**What is needed**
Write out again, exactly, the lines below starting at the one with "#[derive(Deserialize)]" and ending at the one with "pub fn new(dir: impl".

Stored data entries

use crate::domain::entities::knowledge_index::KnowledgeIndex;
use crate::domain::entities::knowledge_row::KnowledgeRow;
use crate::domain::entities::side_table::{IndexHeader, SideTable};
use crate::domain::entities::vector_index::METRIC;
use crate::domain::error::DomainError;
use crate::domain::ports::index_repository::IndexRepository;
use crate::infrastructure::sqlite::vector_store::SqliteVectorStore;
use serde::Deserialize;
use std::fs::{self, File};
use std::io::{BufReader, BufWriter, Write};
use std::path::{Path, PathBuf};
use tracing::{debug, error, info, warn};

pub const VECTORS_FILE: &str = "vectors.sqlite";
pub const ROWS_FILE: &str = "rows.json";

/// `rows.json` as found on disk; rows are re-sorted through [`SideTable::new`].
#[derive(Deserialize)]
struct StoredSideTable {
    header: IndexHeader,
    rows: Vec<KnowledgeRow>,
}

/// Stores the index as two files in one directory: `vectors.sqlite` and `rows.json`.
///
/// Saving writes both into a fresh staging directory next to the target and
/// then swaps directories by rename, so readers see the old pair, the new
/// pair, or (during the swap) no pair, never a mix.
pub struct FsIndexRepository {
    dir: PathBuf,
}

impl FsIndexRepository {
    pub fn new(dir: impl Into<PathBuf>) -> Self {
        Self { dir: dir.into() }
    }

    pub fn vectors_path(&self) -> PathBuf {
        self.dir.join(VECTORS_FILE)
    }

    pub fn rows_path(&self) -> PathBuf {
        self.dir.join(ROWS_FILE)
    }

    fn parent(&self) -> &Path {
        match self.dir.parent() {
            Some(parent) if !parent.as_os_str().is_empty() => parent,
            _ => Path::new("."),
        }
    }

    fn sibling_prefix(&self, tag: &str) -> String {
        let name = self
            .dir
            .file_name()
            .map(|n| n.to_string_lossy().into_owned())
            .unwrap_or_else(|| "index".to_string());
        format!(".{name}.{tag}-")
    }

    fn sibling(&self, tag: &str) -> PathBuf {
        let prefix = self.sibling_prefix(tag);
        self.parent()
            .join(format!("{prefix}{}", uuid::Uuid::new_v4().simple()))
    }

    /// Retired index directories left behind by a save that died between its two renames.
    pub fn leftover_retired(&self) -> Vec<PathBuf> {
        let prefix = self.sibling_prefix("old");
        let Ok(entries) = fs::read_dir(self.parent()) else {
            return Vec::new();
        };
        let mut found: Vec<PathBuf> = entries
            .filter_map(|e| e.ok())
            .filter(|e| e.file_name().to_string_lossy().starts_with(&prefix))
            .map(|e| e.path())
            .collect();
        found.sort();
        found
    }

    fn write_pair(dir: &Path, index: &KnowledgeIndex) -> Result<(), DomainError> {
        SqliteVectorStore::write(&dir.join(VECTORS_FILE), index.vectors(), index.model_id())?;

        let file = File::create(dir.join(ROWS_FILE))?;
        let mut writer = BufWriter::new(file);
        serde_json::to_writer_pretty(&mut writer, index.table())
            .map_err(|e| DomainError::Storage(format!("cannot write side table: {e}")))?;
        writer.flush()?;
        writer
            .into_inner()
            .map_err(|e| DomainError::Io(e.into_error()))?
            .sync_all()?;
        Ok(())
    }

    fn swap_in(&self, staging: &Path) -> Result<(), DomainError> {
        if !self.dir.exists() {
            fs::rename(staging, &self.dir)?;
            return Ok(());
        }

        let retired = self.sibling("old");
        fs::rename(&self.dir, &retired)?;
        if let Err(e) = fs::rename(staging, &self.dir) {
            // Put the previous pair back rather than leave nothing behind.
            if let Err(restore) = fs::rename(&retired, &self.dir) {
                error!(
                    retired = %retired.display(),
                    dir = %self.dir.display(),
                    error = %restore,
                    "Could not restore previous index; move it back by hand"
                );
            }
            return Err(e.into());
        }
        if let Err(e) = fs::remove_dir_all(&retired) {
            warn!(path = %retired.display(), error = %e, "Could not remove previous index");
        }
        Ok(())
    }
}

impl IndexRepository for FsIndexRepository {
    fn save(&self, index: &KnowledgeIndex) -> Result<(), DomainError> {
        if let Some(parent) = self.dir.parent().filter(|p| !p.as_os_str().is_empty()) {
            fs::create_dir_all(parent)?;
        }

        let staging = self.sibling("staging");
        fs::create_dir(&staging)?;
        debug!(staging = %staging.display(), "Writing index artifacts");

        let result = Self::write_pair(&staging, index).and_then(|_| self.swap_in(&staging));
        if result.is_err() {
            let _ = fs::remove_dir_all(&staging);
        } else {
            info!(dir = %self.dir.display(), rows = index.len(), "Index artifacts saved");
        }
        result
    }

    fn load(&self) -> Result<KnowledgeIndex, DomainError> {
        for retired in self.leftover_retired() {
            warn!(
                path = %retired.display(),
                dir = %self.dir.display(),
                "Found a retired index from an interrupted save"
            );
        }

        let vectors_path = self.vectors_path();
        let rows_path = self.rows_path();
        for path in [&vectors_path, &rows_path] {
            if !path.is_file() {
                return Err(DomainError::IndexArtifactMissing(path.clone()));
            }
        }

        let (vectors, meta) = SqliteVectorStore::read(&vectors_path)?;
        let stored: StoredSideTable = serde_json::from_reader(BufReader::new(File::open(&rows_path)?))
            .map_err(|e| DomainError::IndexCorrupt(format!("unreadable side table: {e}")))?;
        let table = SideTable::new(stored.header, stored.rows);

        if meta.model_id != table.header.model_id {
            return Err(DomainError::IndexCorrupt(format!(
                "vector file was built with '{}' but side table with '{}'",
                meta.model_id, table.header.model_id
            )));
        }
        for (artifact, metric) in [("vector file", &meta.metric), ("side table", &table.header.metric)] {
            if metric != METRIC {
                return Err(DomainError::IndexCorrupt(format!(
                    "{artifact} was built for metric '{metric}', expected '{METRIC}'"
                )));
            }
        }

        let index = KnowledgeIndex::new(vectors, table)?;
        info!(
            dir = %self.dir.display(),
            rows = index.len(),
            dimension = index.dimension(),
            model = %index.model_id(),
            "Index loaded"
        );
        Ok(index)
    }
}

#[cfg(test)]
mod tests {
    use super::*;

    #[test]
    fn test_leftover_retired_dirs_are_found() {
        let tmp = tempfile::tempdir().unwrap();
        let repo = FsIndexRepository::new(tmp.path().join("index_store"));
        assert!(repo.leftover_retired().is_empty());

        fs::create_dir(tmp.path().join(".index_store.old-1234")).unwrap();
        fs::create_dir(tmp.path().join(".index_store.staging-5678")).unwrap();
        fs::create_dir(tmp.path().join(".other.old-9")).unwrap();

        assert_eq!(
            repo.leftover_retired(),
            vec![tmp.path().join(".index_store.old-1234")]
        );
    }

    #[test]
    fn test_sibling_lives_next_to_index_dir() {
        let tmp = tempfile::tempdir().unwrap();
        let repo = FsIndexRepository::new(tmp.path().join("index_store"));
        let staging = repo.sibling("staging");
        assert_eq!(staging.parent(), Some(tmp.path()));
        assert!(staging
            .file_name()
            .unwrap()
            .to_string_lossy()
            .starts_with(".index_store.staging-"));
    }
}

--

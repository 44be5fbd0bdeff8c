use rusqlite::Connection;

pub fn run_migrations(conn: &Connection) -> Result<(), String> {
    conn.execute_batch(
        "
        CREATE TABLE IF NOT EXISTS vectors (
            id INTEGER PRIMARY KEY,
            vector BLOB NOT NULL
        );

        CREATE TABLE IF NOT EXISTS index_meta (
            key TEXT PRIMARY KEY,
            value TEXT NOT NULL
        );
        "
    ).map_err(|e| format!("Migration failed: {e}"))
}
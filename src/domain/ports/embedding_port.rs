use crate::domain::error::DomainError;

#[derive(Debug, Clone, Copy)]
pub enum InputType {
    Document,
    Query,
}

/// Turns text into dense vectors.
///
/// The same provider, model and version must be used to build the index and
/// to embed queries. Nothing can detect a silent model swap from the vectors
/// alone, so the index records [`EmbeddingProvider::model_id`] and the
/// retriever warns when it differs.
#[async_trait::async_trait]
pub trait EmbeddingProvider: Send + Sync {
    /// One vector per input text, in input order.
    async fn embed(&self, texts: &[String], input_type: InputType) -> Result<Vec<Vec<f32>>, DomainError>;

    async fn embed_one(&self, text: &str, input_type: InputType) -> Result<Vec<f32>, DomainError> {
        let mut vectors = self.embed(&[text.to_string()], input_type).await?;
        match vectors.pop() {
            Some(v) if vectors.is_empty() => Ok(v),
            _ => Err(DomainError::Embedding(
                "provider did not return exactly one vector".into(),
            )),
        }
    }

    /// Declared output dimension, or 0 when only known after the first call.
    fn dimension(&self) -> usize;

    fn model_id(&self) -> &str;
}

* * *

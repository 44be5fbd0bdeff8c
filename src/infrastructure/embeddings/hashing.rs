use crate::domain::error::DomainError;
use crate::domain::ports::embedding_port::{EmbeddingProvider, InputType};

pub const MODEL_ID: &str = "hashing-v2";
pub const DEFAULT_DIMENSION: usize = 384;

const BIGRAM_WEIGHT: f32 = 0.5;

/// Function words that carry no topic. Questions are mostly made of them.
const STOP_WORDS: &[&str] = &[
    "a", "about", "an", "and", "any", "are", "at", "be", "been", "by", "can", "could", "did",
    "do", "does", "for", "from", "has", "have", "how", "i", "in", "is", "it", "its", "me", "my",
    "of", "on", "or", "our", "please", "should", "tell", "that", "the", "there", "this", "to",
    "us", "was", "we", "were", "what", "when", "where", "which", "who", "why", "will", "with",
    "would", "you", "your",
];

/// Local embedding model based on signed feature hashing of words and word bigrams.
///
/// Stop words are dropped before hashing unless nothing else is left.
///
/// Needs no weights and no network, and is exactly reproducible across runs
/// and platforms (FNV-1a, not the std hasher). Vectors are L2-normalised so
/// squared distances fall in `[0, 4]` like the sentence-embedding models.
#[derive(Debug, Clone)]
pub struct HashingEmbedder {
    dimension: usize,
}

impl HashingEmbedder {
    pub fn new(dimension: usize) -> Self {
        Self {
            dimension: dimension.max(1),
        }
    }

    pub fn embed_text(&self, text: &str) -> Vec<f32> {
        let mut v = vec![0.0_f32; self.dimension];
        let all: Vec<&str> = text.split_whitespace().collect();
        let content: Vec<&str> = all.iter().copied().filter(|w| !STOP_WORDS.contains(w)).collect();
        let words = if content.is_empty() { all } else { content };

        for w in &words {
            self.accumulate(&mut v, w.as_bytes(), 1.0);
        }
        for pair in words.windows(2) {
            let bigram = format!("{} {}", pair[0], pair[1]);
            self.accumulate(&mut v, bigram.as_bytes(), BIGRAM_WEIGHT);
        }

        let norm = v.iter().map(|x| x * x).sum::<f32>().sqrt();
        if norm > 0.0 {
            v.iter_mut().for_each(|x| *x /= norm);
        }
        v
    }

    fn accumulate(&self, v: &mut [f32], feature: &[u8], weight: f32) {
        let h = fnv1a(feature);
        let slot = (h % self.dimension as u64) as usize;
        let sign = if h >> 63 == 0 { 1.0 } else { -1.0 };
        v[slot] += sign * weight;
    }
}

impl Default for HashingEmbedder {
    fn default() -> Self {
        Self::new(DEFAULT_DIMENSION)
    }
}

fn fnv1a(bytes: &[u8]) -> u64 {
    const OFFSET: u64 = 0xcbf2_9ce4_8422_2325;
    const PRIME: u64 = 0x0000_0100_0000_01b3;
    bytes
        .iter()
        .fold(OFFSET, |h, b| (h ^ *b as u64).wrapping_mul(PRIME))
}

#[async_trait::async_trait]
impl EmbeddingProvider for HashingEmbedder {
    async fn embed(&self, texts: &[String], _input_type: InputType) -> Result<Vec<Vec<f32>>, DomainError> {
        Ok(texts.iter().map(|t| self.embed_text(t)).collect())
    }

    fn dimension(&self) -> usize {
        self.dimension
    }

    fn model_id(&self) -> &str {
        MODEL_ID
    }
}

**Result of this task**
#[derive(Deserialize)]
struct StoredSideTable {
    header: IndexHeader,
    rows: Vec<KnowledgeRow>,
}

/// Stores the index as two files in one directory: `vectors.sqlite` and `rows.json`.
///
/// Saving writes both into a fresh staging directory next to the target and
/// then swaps directories by rename, so readers see the old pair, the new
/// pair, or (during the swap) no pair, never a mix.
pub struct FsIndexRepository {
    dir: PathBuf,
}

impl FsIndexRepository {
    pub fn new(dir: impl Into<PathBuf>) -> Self {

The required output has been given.